(Collected data entries)
_ _ _
//! SSH key material
//!
//! A private key file is used either as-is or together with a passphrase
//! looked up from the platform secret store or typed at the terminal. The
//! source is chosen by the `ssh.key_passphrase` setting.

use std::path::{Path, PathBuf};

use tracing::debug;

use crate::config::settings::KeyPassphrase;
use crate::error::{BackupError, BackupResult};
use crate::secret::SecretString;

/// Secret store service under which key passphrases are kept
pub const KEYRING_SERVICE: &str = "SSH";

/// A private key file plus the passphrase that unlocks it, if any
#[derive(Debug, Clone)]
pub struct KeyMaterial {
    pub private_key: PathBuf,
    pub passphrase: Option<SecretString>,
}

/// Resolves the key material for a private key file
pub trait KeyMaterialProvider {
    fn load(&self, private_key: &Path) -> BackupResult<KeyMaterial>;
}

/// A key file that is not passphrase protected
#[derive(Debug, Default)]
pub struct UnprotectedKeyFile;

impl KeyMaterialProvider for UnprotectedKeyFile {
    fn load(&self, private_key: &Path) -> BackupResult<KeyMaterial> {
        ensure_key_file(private_key)?;
        Ok(KeyMaterial {
            private_key: private_key.to_path_buf(),
            passphrase: None,
        })
    }
}

/// Passphrase stored in the platform secret store, keyed by the key path
#[derive(Debug)]
pub struct KeyringPassphrase {
    service: String,
}

impl KeyringPassphrase {
    pub fn new(service: impl Into<String>) -> Self {
        Self {
            service: service.into(),
        }
    }
}

impl Default for KeyringPassphrase {
    fn default() -> Self {
        Self::new(KEYRING_SERVICE)
    }
}

impl KeyMaterialProvider for KeyringPassphrase {
    fn load(&self, private_key: &Path) -> BackupResult<KeyMaterial> {
        ensure_key_file(private_key)?;

        let account = private_key.to_string_lossy();
        debug!(service = %self.service, account = %account, "Looking up key passphrase");

        let entry = keyring::Entry::new(&self.service, &account).map_err(|e| {
            BackupError::Connection(format!("Failed to access secret store: {}", e))
        })?;
        let passphrase = entry.get_password().map_err(|e| {
            BackupError::Connection(format!(
                "No passphrase for {} in secret store: {}",
                private_key.display(),
                e
            ))
        })?;

        Ok(KeyMaterial {
            private_key: private_key.to_path_buf(),
            passphrase: Some(SecretString::new(passphrase)),
        })
    }
}

/// Passphrase typed at the terminal
#[derive(Debug, Default)]
pub struct PromptPassphrase;

impl KeyMaterialProvider for PromptPassphrase {
    fn load(&self, private_key: &Path) -> BackupResult<KeyMaterial> {
        ensure_key_file(private_key)?;

        let prompt = format!("Passphrase for {}: ", private_key.display());
        let passphrase = rpassword::prompt_password(prompt)
            .map_err(|e| BackupError::Connection(format!("Failed to read passphrase: {}", e)))?;

        Ok(KeyMaterial {
            private_key: private_key.to_path_buf(),
            passphrase: Some(SecretString::new(passphrase)),
        })
    }
}

/// The provider selected by the `ssh.key_passphrase` setting
pub fn provider_for(source: KeyPassphrase) -> Box<dyn KeyMaterialProvider> {
    match source {
        KeyPassphrase::None => Box::new(UnprotectedKeyFile),
        KeyPassphrase::Keyring => Box::new(KeyringPassphrase::default()),
        KeyPassphrase::Prompt => Box::new(PromptPassphrase),
    }
}

fn ensure_key_file(path: &Path) -> BackupResult<()> {
    if !path.is_file() {
        return Err(BackupError::Connection(format!(
            "Private key not found: {}",
            path.display()
        )));
    }
    Ok(())
}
_ _ _
→ **PROMPT**: List every line from the entries above in which "PathBuf" appears.

→ **WRITTEN ANSWER**:
use std::path::{Path, PathBuf};
    pub private_key: PathBuf,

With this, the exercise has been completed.